//! Profile Strategy
//!
//! Partial profile edits with snapshot-based conflict detection, same flow
//! as match updates.

use super::remote_failure;
use crate::db::Database;
use crate::sync::conflict;
use crate::sync::models::{ExecutionOutcome, Operation, OperationPayload};
use crate::sync::registry::SyncStrategy;
use crate::sync::remote::RemoteStore;
use async_trait::async_trait;
use std::sync::Arc;

const ENTITY: &str = "user";

pub struct ProfileUpdateStrategy {
    db: Database,
    remote: Arc<dyn RemoteStore>,
}

impl ProfileUpdateStrategy {
    pub fn new(db: Database, remote: Arc<dyn RemoteStore>) -> Self {
        Self { db, remote }
    }
}

#[async_trait]
impl SyncStrategy for ProfileUpdateStrategy {
    fn entity(&self) -> &'static str {
        ENTITY
    }

    fn operation_name(&self) -> &'static str {
        "update_profile"
    }

    fn validate(&self, payload: &OperationPayload) -> bool {
        match payload {
            OperationPayload::UpdateProfile(p) => {
                !p.user_id.is_empty()
                    && p.fields.as_object().map(|o| !o.is_empty()).unwrap_or(false)
            }
            _ => false,
        }
    }

    async fn execute(&self, op: &Operation) -> ExecutionOutcome {
        let OperationPayload::UpdateProfile(p) = &op.payload else {
            return ExecutionOutcome::permanent("Payload does not match update_profile");
        };

        let remote_record = match self.remote.fetch(ENTITY, &p.user_id).await {
            Ok(Some(record)) => record,
            Ok(None) => {
                return ExecutionOutcome::permanent(format!(
                    "Profile {} does not exist remotely",
                    p.user_id
                ))
            }
            Err(e) => return remote_failure("Profile fetch failed", e),
        };

        let final_record = if conflict::is_remote_newer(p.snapshot_updated_at, &remote_record) {
            let resolution = conflict::resolve(
                p.conflict_policy,
                &format!("profile {}", p.user_id),
                &p.fields,
                &remote_record,
            );
            match resolution.push_fields {
                Some(fields) => match self.remote.update(ENTITY, &p.user_id, &fields).await {
                    Ok(updated) => updated,
                    Err(e) => return remote_failure("Profile update failed", e),
                },
                None => resolution.record,
            }
        } else {
            match self.remote.update(ENTITY, &p.user_id, &p.fields).await {
                Ok(updated) => updated,
                Err(e) => return remote_failure("Profile update failed", e),
            }
        };

        if let Err(e) = self.db.upsert_record(ENTITY, &p.user_id, &final_record) {
            log::error!("Mirror write failed for profile {}: {e}", p.user_id);
        }

        ExecutionOutcome::ok(Some(final_record))
    }
}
____
● **Task to carry out**
Within the listing above, copy each line that has the string "ExecutionOutcome".

● **Completed task**
use crate::sync::models::{ExecutionOutcome, Operation, OperationPayload};
    async fn execute(&self, op: &Operation) -> ExecutionOutcome {
            return ExecutionOutcome::permanent("Payload does not match update_profile");
                return ExecutionOutcome::permanent(format!(
        ExecutionOutcome::ok(Some(final_record))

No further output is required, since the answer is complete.